Verma Vidhya, Singh Priti, Karkhur Samendra, Verma Mahesh
Ophthalmology, All India Institute of Medical Sciences, Bhopal, Bhopal, IND.
Radiodiagnosis, Chirayu Medical College and Hospital, Bhopal, IND.
Cureus. 2025 Apr 19;17(4):e82588. doi: 10.7759/cureus.82588. eCollection 2025 Apr.
Impairment of the third, fourth, sixth, and seventh cranial nerves can lead to neuro-ophthalmic symptoms that severely affect visual function and quality of life. This study aimed to evaluate the clinical profile, etiological spectrum, and anatomical localization of ocular cranial nerve palsies involving the third, fourth, sixth, and seventh cranial nerves in patients presenting to a tertiary healthcare center in central India.
This 12-month cross-sectional observational study involved 30 patients presenting with diplopia, headache, facial asymmetry, or restricted ocular movements. Patients aged 18 years or older diagnosed with palsy of the third, fourth, sixth, or seventh cranial nerve were included. A detailed history, neuro-ophthalmic examination, and imaging (CT or MRI) were performed. Data analysis was conducted using descriptive statistics, with categorical variables expressed as frequencies and percentages and continuous variables summarized as means and standard deviations.
A total of 30 patients meeting the inclusion criteria were studied.

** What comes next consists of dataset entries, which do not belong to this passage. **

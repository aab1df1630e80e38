//! Process control helpers.
//!
//! [stop_process_group] implements Ctrl-Z: the whole process group is stopped the way a
//! shell would stop it. [run_foreground] runs an external program (the editor) that
//! takes over the terminal until it exits.

use std::io;
use std::path::Path;
use std::process::{Command, ExitStatus};

/// Sends SIGTSTP to our own process group. Returns once the group is continued.
#[cfg(unix)]
pub fn stop_process_group() -> io::Result<()> {
    use nix::sys::signal::{Signal, kill};
    use nix::unistd::Pid;

    kill(Pid::from_raw(0), Signal::SIGTSTP).map_err(io::Error::from)
}

#[cfg(not(unix))]
pub fn stop_process_group() -> io::Result<()> {
    Err(io::Error::new(
        io::ErrorKind::Unsupported,
        "job control is not available on this platform",
    ))
}

/// Runs `program path` in the foreground and waits for it.
pub fn run_foreground(program: &str, path: &Path) -> io::Result<ExitStatus> {
    tracing::debug!(program, path = %path.display(), "running foreground program");
    Command::new(program).arg(path).status()
}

Isolated seventh cranial nerve palsy was the most common, occurring in 12 patients (40%), which caused facial weakness and lagophthalmos. It was followed by isolated sixth cranial nerve palsy in 10 patients (33.3%), which led to diplopia and headache. Isolated third cranial nerve palsy was noted in five cases (16.7%). Mixed motor nerve palsies involving the third, fourth, sixth, and seventh cranial nerves were seen in three cases (10%). Notably, no patients presented with isolated trochlear (fourth nerve) palsy. Bell's palsy, trauma, and diabetes were the leading causes.
Seventh cranial nerve palsy was the most common, with Bell's palsy as the leading cause. Sixth cranial nerve palsy, primarily due to trauma-induced raised intracranial tension, was the second most frequent. Third cranial nerve palsy was mostly linked to diabetes, while cavernous sinus thrombosis was the main cause of multiple cranial nerve palsies. Larger studies are necessary to further validate these findings.
第三、第四、第六和第七颅神经损伤可导致严重影响视觉功能和生活质量的神经眼科症状。本研究旨在评估印度中部一家三级医疗中心就诊患者中累及第三、第四、第六和第七颅神经的眼部颅神经麻痹的临床特征、病因谱和解剖定位。
这项为期12个月的横断面观察性研究纳入了30例出现复视、头痛、面部不对称或眼球运动受限的患者。纳入年龄在18岁及以上、被诊断为第三、第四、第六或第七颅神经麻痹的患者。进行了详细的病史采集、神经眼科检查和影像学检查(CT或MRI)。数据分析采用描述性统计,分类变量以频率和百分比表示,连续变量以均值和标准差汇总。
共研究了30例符合纳入标准的患者。孤立性第七颅神经麻痹最为常见,有12例(40%),导致面部无力和兔眼症。其次是孤立性第六颅神经麻痹,有10例(33.3%),导致复视和头痛。孤立性第三颅神经麻痹有5例(16.7%)。3例(10%)出现累及第三、第四、第六和第七颅神经的混合运动神经麻痹。值得注意的是,没有患者出现孤立性滑车神经(第四神经)麻痹。贝尔麻痹、外伤和糖尿病是主要病因。
第七颅神经麻痹最为常见,贝尔麻痹是主要病因。第六颅神经麻痹主要由于外伤引起颅内压升高,是第二常见的病因。第三颅神经麻痹大多与糖尿病有关,而海绵窦血栓形成是多颅神经麻痹的主要原因。需要更大规模的研究来进一步验证这些发现。